“No,” Aden said. “I think he believed for a long time that he had broken, but they never managed to destroy the core of who he is. It’s why he carries such guilt for actions he couldn’t have fought, consequences he could’ve never changed.”
“He’s built to protect, to shield, and they made him a killer.”
“Yes.” Aden continued to look into the past. “Even as they tried to break him, they had to teach him. Brute strength is never enough to make a man an Arrow. All of us train with sparring partners when young—mental and physical. However, in most cases, they’re rotated.
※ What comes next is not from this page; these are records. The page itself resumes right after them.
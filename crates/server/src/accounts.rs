//! Accounts API endpoints.

use axum::{
    Json,
    extract::{Path, State, rejection::JsonRejection},
    http::StatusCode,
};
use engine::{Account, Fields, MoneyCents};
use serde::Serialize;
use uuid::Uuid;

use crate::{ServerError, query::path_id, server::ServerState};

const LABEL: &str = "account";

#[derive(Serialize)]
pub struct AccountBalance {
    id: Uuid,
    balance: MoneyCents,
}

pub async fn list(State(state): State<ServerState>) -> Json<Vec<Account>> {
    let engine = state.engine.read().await;
    Json(engine.list_accounts())
}

pub async fn get(
    State(state): State<ServerState>,
    Path(id): Path<String>,
) -> Result<Json<Account>, ServerError> {
    let id = path_id(&id, LABEL)?;
    let engine = state.engine.read().await;
    Ok(Json(engine.account(id)?))
}

pub async fn create(
    State(state): State<ServerState>,
    payload: Result<Json<Fields>, JsonRejection>,
) -> Result<(StatusCode, Json<Account>), ServerError> {
    let Json(data) = payload?;
    let mut engine = state.engine.write().await;
    let account = engine.create_account(&data)?;
    Ok((StatusCode::CREATED, Json(account)))
}

pub async fn update(
    State(state): State<ServerState>,
    Path(id): Path<String>,
    payload: Result<Json<Fields>, JsonRejection>,
) -> Result<Json<Account>, ServerError> {
    let id = path_id(&id, LABEL)?;
    let Json(data) = payload?;
    let mut engine = state.engine.write().await;
    Ok(Json(engine.update_account(id, &data)?))
}

pub async fn delete(
    State(state): State<ServerState>,
    Path(id): Path<String>,
) -> Result<Json<Account>, ServerError> {
    let id = path_id(&id, LABEL)?;
    let mut engine = state.engine.write().await;
    Ok(Json(engine.delete_account(id)?))
}

pub async fn balance(
    State(state): State<ServerState>,
    Path(id): Path<String>,
) -> Result<Json<AccountBalance>, ServerError> {
    let id = path_id(&id, LABEL)?;
    let engine = state.engine.read().await;
    let balance = engine.account_balance(id)?;
    Ok(Json(AccountBalance { id, balance }))
}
The reason given to us at the time was that it was to ensure we could all work together, but I believe it was also so bonds couldn’t form between long-term partners.”
Encouraged by his earlier acceptance of her touch and wanting to comfort him as he was trying to do her, she put a careful hand on his shoulder. He didn’t shake it off, but neither did he react. “Vasic, however,” he continued, “was such a problem that he kept destabilizing his psychic sparring partners. They’d work him against another child, and even if that child had been in a relatively calm state previously, he or she would be erratic afterward.”
“Why not adults?”
“That was to be the last-case scenario. It’s harder for a child to spar against an adult, because an adult always has to hold back in case they cause harm, and so the balance isn’t natural and it impacts speed, accuracy, everything.” His lashes came down, flicked back up. They were black like Vasic’s, but unexpectedly long and with a curl at the ends.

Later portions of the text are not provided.